Para falar sobre abandono digital, é fundamental começarmos tratando do exercício da parentalidade, o qual tem-se implícito o direito/dever de convivência e cuidado, o qual estabelece que cabem aos pais a responsabilidade do acompanhamento de seus filhos desde a concepção até a maioridade, zelando por sua proteção e assumindo a responsabilidade por suas ações, se estas causarem danos a alguém. Este fundamento está expresso no princípio constitucional da paternidade responsável (§ 7º, do Art. 226 da CF).

A importância deste princípio frente ao projeto parental é tamanha, que ele é reprisado, com outras palavras no artigo 229: “Os pais têm o dever de assistir, criar e educar os filhos menores, e os filhos maiores têm o dever de ajudar e amparar os pais na velhice, carência ou enfermidade”.

Neste sentido é acertado afirmar que a responsabilidade parental é decorrente também, do princípio do livre planejamento familiar, visto que o Estado ao transmitindo de forma exclusiva aos pais a liberdade e a responsabilidade no cuidado da criação com seus filhos, intencionalmente se omite na organização do núcleo familiar para repassar integralmente esta responsabilidade aos pais.

O princípio constitucional da paternidade responsável foi o norteador responsável em moldar as demais legislações, como por exemplo, o Estatuto da Criança e do Adolescente que traduz o mesmo regramento em seus artigos 22 e 33:

Art. 22. Aos pais incumbe o dever de sustento, guarda e educação dos filhos menores, cabendo-lhes ainda, no interesse destes, a obrigação de cumprir e fazer cumprir as determinações judiciais.

Parágrafo único.  A mãe e o pai, ou os responsáveis, têm direitos iguais e deveres e responsabilidades compartilhados no cuidado e na educação da criança, devendo ser resguardado o direito de transmissão familiar de suas crenças e culturas, assegurados os direitos da criança estabelecidos nesta Lei. (Incluído pela Lei nº 13.257, de 2016) (grifos nossos)

Art. 33. A guarda obriga a prestação de assistência material, moral e educacional à criança ou adolescente, conferindo a seu detentor o direito de opor-se a terceiros, inclusive aos pais.

(…)

Também está prescrito no Código Civil em seus dispositivos 1.566, IV1 e 1.634, IX2   a responsabilidade dos pais na criação, bem como as condutas adotadas por seus filhos perante terceiros no artigo 932, I.3

Neste sentido, a paternidade responsável também inclui a assistência material, moral e afetiva aos filhos, pois, como leciona Rodrigo da Cunha Pereira, são todos deveres jurídicos.  Assim, o cuidado e zelo se estendem em todos os ambientes os quais a criança e adolescentes permanece: escolar, doméstico e no digital.

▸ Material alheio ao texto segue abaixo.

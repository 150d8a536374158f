//! Projection and viewport matrices.
//!
//! All projections map view space, where the camera looks down the negative
//! z-axis, to clip space. After the perspective divide, the visible volume
//! is the cube [-1, 1]³ of normalized device coordinates (NDC), with the
//! near plane at z = -1 and the far plane at z = 1.
//!
//! Degenerate parameters, such as a zero-width box or a zero field of view,
//! never produce infinite or NaN elements: the affected reciprocals are
//! replaced by 1.0.

use crate::math::angle::Angle;
use crate::math::float::recip_or_one;
use crate::math::mat::{Mat4, Matrix, ProjMat4};

/// Returns an orthographic projection mapping the box bounded by `left`,
/// `right`, `bottom`, `top`, `near`, and `far` to NDC.
///
/// `near` and `far` are distances along the negative z-axis.
///
/// # Examples
/// ```
/// use lockstep_core::assert_approx_eq;
/// use lockstep_core::math::*;
///
/// let m: ProjMat4 = orthographic(-2.0, 2.0, -1.0, 1.0, 0.0, 10.0);
/// let p = m.apply(&vec3(2.0, -1.0, -10.0));
/// assert_approx_eq!(p.project_to_real::<()>(), vec3(1.0, -1.0, 1.0));
/// ```
pub fn orthographic<S>(
    left: f32,
    right: f32,
    bottom: f32,
    top: f32,
    near: f32,
    far: f32,
) -> ProjMat4<S> {
    let w = recip_or_one(right - left);
    let h = recip_or_one(top - bottom);
    let d = recip_or_one(far - near);
    Matrix::new([
        [2.0 * w, 0.0, 0.0, -(right + left) * w],
        [0.0, 2.0 * h, 0.0, -(top + bottom) * h],
        [0.0, 0.0, -2.0 * d, -(far + near) * d],
        [0.0, 0.0, 0.0, 1.0],
    ])
}

/// Returns a perspective projection mapping the frustum with apex at the
/// origin to NDC.
///
/// `left`, `right`, `bottom`, and `top` bound the near plane, which lies at
/// distance `near` along the negative z-axis. The far plane lies at
/// distance `far`.
pub fn frustum<S>(
    left: f32,
    right: f32,
    bottom: f32,
    top: f32,
    near: f32,
    far: f32,
) -> ProjMat4<S> {
    let w = recip_or_one(right - left);
    let h = recip_or_one(top - bottom);
    let d = recip_or_one(far - near);
    Matrix::new([
        [2.0 * near * w, 0.0, (right + left) * w, 0.0],
        [0.0, 2.0 * near * h, (top + bottom) * h, 0.0],
        [0.0, 0.0, -(far + near) * d, -2.0 * near * far * d],
        [0.0, 0.0, -1.0, 0.0],
    ])
}

/// Returns a symmetric perspective projection.
///
/// `fov` is the vertical angle of view, and `aspect` the ratio of the
/// width to the height of the image. `near` and `far` are the distances of
/// the near and far clipping planes.
///
/// # Examples
/// ```
/// use lockstep_core::assert_approx_eq;
/// use lockstep_core::math::*;
///
/// let m: ProjMat4 = perspective(degs(90.0), 1.0, 1.0, 100.0);
/// // A point on the near plane, at the top edge of the view
/// let p = m.apply(&vec3(0.0, 1.0, -1.0)).project_to_real::<()>();
/// assert_approx_eq!(p, vec3(0.0, 1.0, -1.0));
/// ```
pub fn perspective<S>(fov: Angle, aspect: f32, near: f32, far: f32) -> ProjMat4<S> {
    let cot = recip_or_one((fov / 2.0).tan());
    let d = recip_or_one(far - near);
    Matrix::new([
        [cot * recip_or_one(aspect), 0.0, 0.0, 0.0],
        [0.0, cot, 0.0, 0.0],
        [0.0, 0.0, -(far + near) * d, -2.0 * near * far * d],
        [0.0, 0.0, -1.0, 0.0],
    ])
}

/// Returns a viewport matrix mapping NDC to the screen rectangle bounded
/// by `left`, `top`, `right`, and `bottom`.
///
/// Screen y grows downward, so NDC y = 1 maps to `top`. Depth is left
/// unchanged.
///
/// # Examples
/// ```
/// use lockstep_core::math::*;
///
/// let m: Mat4 = viewport(0.0, 0.0, 640.0, 480.0);
/// assert_eq!(m.apply(&vec3(-1.0, 1.0, 0.0)), vec3(0.0, 0.0, 0.0));
/// assert_eq!(m.apply(&vec3(1.0, -1.0, 0.0)), vec3(640.0, 480.0, 0.0));
/// ```
pub fn viewport<S, D>(left: f32, top: f32, right: f32, bottom: f32) -> Mat4<S, D> {
    let h = (right - left) / 2.0;
    let v = (top - bottom) / 2.0;
    Matrix::new([
        [h, 0.0, 0.0, h + left],
        [0.0, v, 0.0, bottom + v],
        [0.0, 0.0, 1.0, 0.0],
        [0.0, 0.0, 0.0, 1.0],
    ])
}

#[cfg(test)]
mod tests {
    use crate::assert_approx_eq;
    use crate::math::angle::degs;
    use crate::math::vec::{Vec3, vec3};

    use super::*;

    fn ndc<S>(m: &ProjMat4<S>, p: Vec3<S>) -> Vec3 {
        m.apply(&p).project_to_real()
    }

    #[test]
    fn orthographic_maps_box_to_ndc_cube() {
        let m: ProjMat4 = orthographic(-4.0, 2.0, -1.0, 3.0, 1.0, 11.0);
        assert_approx_eq!(ndc(&m, vec3(-4.0, -1.0, -1.0)), vec3(-1.0, -1.0, -1.0));
        assert_approx_eq!(ndc(&m, vec3(2.0, 3.0, -11.0)), vec3(1.0, 1.0, 1.0));
        assert_approx_eq!(ndc(&m, vec3(-1.0, 1.0, -6.0)), vec3(0.0, 0.0, 0.0));
    }

    #[test]
    fn orthographic_round_trip() {
        let m: ProjMat4 = orthographic(-4.0, 2.0, -1.0, 3.0, 1.0, 11.0);
        let inv = m.inverse();
        let p = vec3(0.5, 2.0, -3.0);
        assert_approx_eq!(inv.apply(&m.apply(&p)), p, eps = 1e-5);
    }

    #[test]
    fn frustum_maps_near_and_far_planes() {
        let m: ProjMat4 = frustum(-1.0, 1.0, -0.5, 0.5, 1.0, 10.0);
        assert_approx_eq!(ndc(&m, vec3(1.0, 0.5, -1.0)), vec3(1.0, 1.0, -1.0));
        assert_approx_eq!(ndc(&m, vec3(-10.0, -5.0, -10.0)), vec3(-1.0, -1.0, 1.0));
    }

    #[test]
    fn symmetric_frustum_equals_perspective() {
        // tan(45°) = 1, so the near plane at 2.0 is 4.0 units tall
        let p: ProjMat4 = perspective(degs(90.0), 2.0, 2.0, 50.0);
        let f: ProjMat4 = frustum(-4.0, 4.0, -2.0, 2.0, 2.0, 50.0);
        assert_approx_eq!(p, f);
    }

    #[test]
    fn perspective_round_trip() {
        let m: ProjMat4 = perspective(degs(60.0), 1.5, 0.1, 100.0);
        let inv = m.inverse();
        for p in [
            vec3(0.0, 0.0, -1.0),
            vec3(1.0, -2.0, -5.0),
            vec3(-10.0, 3.0, -50.0),
        ] {
            assert_approx_eq!(inv.apply(&m.apply(&p)), p, eps = 1e-3);
        }
    }

    #[test]
    fn degenerate_parameters_stay_finite() {
        let m: ProjMat4 = orthographic(1.0, 1.0, 2.0, 2.0, 3.0, 3.0);
        assert!(m.is_finite());
        let m: ProjMat4 = frustum(0.0, 0.0, 0.0, 0.0, 1.0, 1.0);
        assert!(m.is_finite());
        let m: ProjMat4 = perspective(degs(0.0), 0.0, 1.0, 1.0);
        assert!(m.is_finite());
        assert_eq!(m.row(0)[0], 1.0);
        assert_eq!(m.row(1)[1], 1.0);
    }

    #[test]
    fn viewport_flips_y() {
        let m: Mat4 = viewport(10.0, 20.0, 110.0, 70.0);
        assert_eq!(m.apply(&vec3(0.0, 0.0, 0.5)), vec3(60.0, 45.0, 0.5));
        assert_eq!(m.apply(&vec3(-1.0, 1.0, 0.0)), vec3(10.0, 20.0, 0.0));
        assert_eq!(m.apply(&vec3(1.0, -1.0, 0.0)), vec3(110.0, 70.0, 0.0));
    }
}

No Digital, a atenção é diversificada, mas não menos importante, dado que crianças e adolescentes têm amplo acesso à internet, fazendo uso para estudo, pesquisa, inclusive lazer, assim, a mera existência de crianças e adolescentes com amplo acesso à internet, merece cuidado redobrado, e é dever de seus responsáveis acompanhar e instruir durante o uso.

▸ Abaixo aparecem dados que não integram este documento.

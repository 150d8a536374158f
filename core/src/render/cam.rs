//! Cameras and camera transforms.

use crate::math::angle::{Angle, degs};
use crate::math::float::{EPSILON, div_or_zero, f32 as fp};
use crate::math::mat::{Mat4, Mat4x4, Matrix, ProjMat4};
use crate::math::pair::MatPair;
use crate::math::proj::{frustum, orthographic, perspective, viewport};
use crate::math::vec::{Vec3, vec3};

use super::{Dims, Ndc, ProjToWorld, Screen, View, World};

/// Default vertical field of view.
pub const DEFAULT_FOV: Angle = degs(60.0);

/// Default distance of the near clipping plane.
pub const DEFAULT_NEAR: f32 = 0.015;

/// Default distance of the far clipping plane.
pub const DEFAULT_FAR: f32 = 1500.0;

/// Reference up direction used when none is given.
pub const DEFAULT_UP: Vec3<World> = vec3(0.0, 1.0, 0.0);

/// How close to (anti)parallel the view direction and the reference up
/// direction may get before [`CameraBasis::look_at`] gives up.
pub const POLARITY_TOLERANCE: f32 = 0.001;

/// An orthonormal camera frame in **world** space.
///
/// `i` points right, `j` up, and `k` backward, from the target toward the
/// eye, so the camera looks down its local negative z-axis. A basis can
/// only be changed through [`look_at`][Self::look_at], which either builds
/// a valid frame or leaves the current one untouched.
#[derive(Copy, Clone, Debug, PartialEq)]
pub struct CameraBasis {
    i: Vec3<World>,
    j: Vec3<World>,
    k: Vec3<World>,
    eye: Vec3<World>,
    target: Vec3<World>,
    ref_up: Vec3<World>,
    eye_dist: f32,
}

/// Type to manage the world-to-screen transformation.
#[derive(Copy, Clone, Debug)]
pub struct Camera {
    /// Position and orientation.
    pub basis: CameraBasis,
    /// Viewport width and height.
    pub dims: Dims,
    /// Projection matrix.
    pub project: ProjMat4<View>,
    /// Viewport matrix.
    pub viewport: Mat4<Ndc, Screen>,
    /// Distance of the near clipping plane.
    pub near: f32,
    /// Distance of the far clipping plane.
    pub far: f32,
}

A responsabilidade parental dentro da esfera digital tutela principalmente a proteção da intimidade e da privacidade das crianças e adolescentes. Direitos estes com larga proteção legal, seja na Constituição Federal de 1988, que em seu artigo 227 consagrou a proteção integral da criança e do adolescente, e também o disposto na Convenção sobre os Direitos da Criança.

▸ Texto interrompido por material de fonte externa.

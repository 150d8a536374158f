//! Angular quantities.

use core::f32::consts::{PI, TAU};
use core::fmt::{self, Debug, Display};
use core::ops::{Add, AddAssign, Div, Mul, Neg, Sub, SubAssign};

use crate::math::approx::ApproxEq;
use crate::math::float::f32 as fp;

//
// Types
//

/// A scalar angular quantity.
///
/// Prevents confusion between degrees and radians by requiring the use of
/// one of the named constructors to create an `Angle`, as well as one of
/// the named getter methods to obtain the angle as a raw `f32` value.
#[derive(Copy, Clone, Default, PartialEq, PartialOrd)]
#[repr(transparent)]
pub struct Angle(f32);

//
// Free fns and consts
//

/// Returns an angle of `a` radians.
pub const fn rads(a: f32) -> Angle {
    Angle(a)
}

/// Returns an angle of `a` degrees.
pub const fn degs(a: f32) -> Angle {
    Angle(a * RADS_PER_DEG)
}

/// Returns an angle of `a` turns.
///
/// A turn is a full revolution, so a "normalized turn" in [0, 1) covers
/// every direction exactly once.
pub const fn turns(a: f32) -> Angle {
    Angle(a * RADS_PER_TURN)
}

/// Returns the arccosine of `x` as an `Angle`.
///
/// The argument is clamped to [-1.0, 1.0] first, so values that have
/// drifted slightly out of range due to rounding do not yield NaN.
///
/// # Examples
/// ```
/// # use lockstep_core::assert_approx_eq;
/// # use lockstep_core::math::angle::*;
/// assert_approx_eq!(acos(0.0), degs(90.0));
/// assert_eq!(acos(1.0000001), degs(0.0));
/// ```
pub fn acos(x: f32) -> Angle {
    Angle(fp::acos(x.clamp(-1.0, 1.0)))
}

/// Returns the four-quadrant arctangent of `y` and `x` as an `Angle`.
///
/// # Examples
/// ```
/// # use lockstep_core::math::angle::*;
/// # use lockstep_core::assert_approx_eq;
/// assert_eq!(atan2(0.0, 1.0), degs(0.0));
/// assert_approx_eq!(atan2(2.0, 2.0), degs(45.0));
/// ```
pub fn atan2(y: f32, x: f32) -> Angle {
    Angle(fp::atan2(y, x))
}

const RADS_PER_DEG: f32 = PI / 180.0;
const RADS_PER_TURN: f32 = TAU;

//
// Inherent impls
//

impl Angle {
    /// A zero degree angle.
    pub const ZERO: Self = Self(0.0);
    /// A 90 degree angle.
    pub const RIGHT: Self = Self(RADS_PER_TURN / 4.0);
    /// A 180 degree angle.
    pub const STRAIGHT: Self = Self(RADS_PER_TURN / 2.0);
    /// A 360 degree angle.
    pub const FULL: Self = Self(RADS_PER_TURN);

    /// Returns the value of `self` in radians.
    /// # Examples
    /// ```
    /// # use std::f32;
    /// # use lockstep_core::math::degs;
    /// assert_eq!(degs(90.0).to_rads(), f32::consts::FRAC_PI_2);
    /// ```
    pub const fn to_rads(self) -> f32 {
        self.0
    }
    /// Returns the value of `self` in degrees.
    /// # Examples
    /// ```
    /// # use lockstep_core::{assert_approx_eq, math::turns};
    /// assert_approx_eq!(turns(2.0).to_degs(), 720.0);
    /// ```
    pub fn to_degs(self) -> f32 {
        self.0 / RADS_PER_DEG
    }
    /// Returns the value of `self` in turns.
    /// # Examples
    /// ```
    /// # use lockstep_core::{assert_approx_eq, math::degs};
    /// assert_approx_eq!(degs(180.0).to_turns(), 0.5);
    /// ```
    pub fn to_turns(self) -> f32 {
        self.0 / RADS_PER_TURN
    }

    /// Returns the sine of `self`.
    /// # Examples
    /// ```
    /// # use lockstep_core::assert_approx_eq;
    /// # use lockstep_core::math::angle::*;
    /// assert_approx_eq!(degs(30.0).sin(), 0.5)
    /// ```
    pub fn sin(self) -> f32 {
        fp::sin(self.0)
    }
    /// Returns the cosine of `self`.
    /// # Examples
    /// ```
    /// # use lockstep_core::assert_approx_eq;
    /// # use lockstep_core::math::angle::*;
    /// assert_approx_eq!(degs(60.0).cos(), 0.5)
    /// ```
    pub fn cos(self) -> f32 {
        fp::cos(self.0)
    }
    /// Returns the sine and cosine of `self`, in that order.
    pub fn sin_cos(self) -> (f32, f32) {
        (self.sin(), self.cos())
    }
    /// Returns the tangent of `self`.
    pub fn tan(self) -> f32 {
        fp::tan(self.0)
    }

    /// Returns `self` "wrapped around" to the range `min..max`.
    ///
    /// # Examples
    /// ```
    /// # use lockstep_core::assert_approx_eq;
    /// # use lockstep_core::math::angle::*;
    /// let a = degs(400.0).wrap(Angle::ZERO, Angle::FULL);
    /// assert_approx_eq!(a, degs(40.0), eps = 1e-5);
    /// ```
    #[must_use]
    pub fn wrap(self, min: Self, max: Self) -> Self {
        Self(min.0 + fp::rem_euclid(self.0 - min.0, max.0 - min.0))
    }
}

//
// Local trait impls
//

impl ApproxEq<Self, f32> for Angle {
    fn approx_eq_eps(&self, other: &Self, eps: &f32) -> bool {
        self.0.approx_eq_eps(&other.0, eps)
    }
    fn relative_epsilon() -> f32 {
        f32::relative_epsilon()
    }
}

//
// Foreign trait impls
//

impl Debug for Angle {
    fn fmt(&self, f: &mut fmt::Formatter<'_>) -> fmt::Result {
        write!(f, "{:?}°", self.to_degs())
    }
}

impl Display for Angle {
    fn fmt(&self, f: &mut fmt::Formatter<'_>) -> fmt::Result {
        Display::fmt(&self.to_degs(), f)?;
        f.write_str("°")
    }
}

impl Add for Angle {
    type Output = Self;
    fn add(self, rhs: Self) -> Self {
        Self(self.0 + rhs.0)
    }
}
impl AddAssign for Angle {
    fn add_assign(&mut self, rhs: Self) {
        self.0 += rhs.0;
    }
}
impl Sub for Angle {
    type Output = Self;
    fn sub(self, rhs: Self) -> Self {
        Self(self.0 - rhs.0)
    }
}
impl SubAssign for Angle {
    fn sub_assign(&mut self, rhs: Self) {
        self.0 -= rhs.0;
    }
}
impl Neg for Angle {
    type Output = Self;
    fn neg(self) -> Self {
        Self(-self.0)
    }
}
impl Mul<f32> for Angle {
    type Output = Self;
    fn mul(self, rhs: f32) -> Self {
        Self(self.0 * rhs)
    }
}
impl Mul<Angle> for f32 {
    type Output = Angle;
    fn mul(self, rhs: Angle) -> Angle {
        rhs * self
    }
}
impl Div<f32> for Angle {
    type Output = Self;
    fn div(self, rhs: f32) -> Self {
        Self(self.0 / rhs)
    }
}

#[cfg(test)]
mod tests {
    use core::f32::consts::{PI, TAU};

    use crate::assert_approx_eq;

    use super::*;

    #[test]
    fn rads_to_degs() {
        assert_approx_eq!(rads(PI).to_degs(), 180.0);
    }

    #[test]
    fn degs_to_turns() {
        assert_approx_eq!(degs(90.0).to_turns(), 0.25);
        assert_approx_eq!(degs(-720.0).to_turns(), -2.0);
    }

    #[test]
    fn turns_to_rads() {
        assert_eq!(turns(1.0).to_rads(), TAU);
        assert_eq!(turns(0.5), Angle::STRAIGHT);
    }

    #[test]
    fn arithmetic() {
        assert_approx_eq!(degs(30.0) + degs(60.0), Angle::RIGHT);
        assert_approx_eq!(degs(30.0) - degs(60.0), degs(-30.0));
        assert_approx_eq!(-degs(45.0), degs(-45.0));
        assert_approx_eq!(degs(45.0) * 2.0, Angle::RIGHT);
        assert_approx_eq!(2.0 * degs(90.0), Angle::STRAIGHT);
        assert_approx_eq!(Angle::FULL / 4.0, Angle::RIGHT);
    }

    #[test]
    fn trig() {
        let (s, c) = degs(90.0).sin_cos();
        assert_approx_eq!(s, 1.0);
        assert_approx_eq!(c, 0.0);
        assert_approx_eq!(degs(45.0).tan(), 1.0);
    }

    #[test]
    fn wrap_negative() {
        assert_approx_eq!(
            degs(-30.0).wrap(Angle::ZERO, Angle::FULL),
            degs(330.0),
            eps = 1e-5
        );
    }

    #[test]
    fn acos_clamps_out_of_range() {
        assert_eq!(acos(-1.5), Angle::STRAIGHT);
        assert_eq!(acos(1.5), Angle::ZERO);
    }

    #[test]
    fn display() {
        assert_eq!(alloc::format!("{:.1}", degs(90.0)), "90.0°");
    }
}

Da mesma forma, temos o Estatuto da Criança e do Adolescente (Lei nº 8.069/1990) que prevê, em seu artigo 17:

Art. 17. O direito ao respeito consiste na inviolabilidade da integridade física, psíquica e moral da criança e do adolescente, abrangendo a preservação da imagem, da identidade, da autonomia, dos valores, ideias e crenças, dos espaços e objetos pessoais.

A vulnerabilidade gerada a partir da exposição indevida durante a infância e adolescência, representam uma ameaça sua à intimidade, vida privada e direito à imagem, como dispõe o Estatuto da Criança e do Adolescente (ECA), a qual reverberará para o futuro.

É imprescindível que os responsáveis ao introduzir as crianças e adolescentes ao mundo digital, devem orientá-los previamente, em relação a como se comportar na rede, a fim de minimizar riscos, seja pela exposição excessiva de dados pessoais ou ainda devido à má utilização.

Uma amostra desta necessária educação é na utilização das redes sociais, concebidas como um atrativo muito sedutor a esta faixa etária, pois, além de encontrar amigos, é possível acompanhar e aproximar-se virtualmente de seus ídolos.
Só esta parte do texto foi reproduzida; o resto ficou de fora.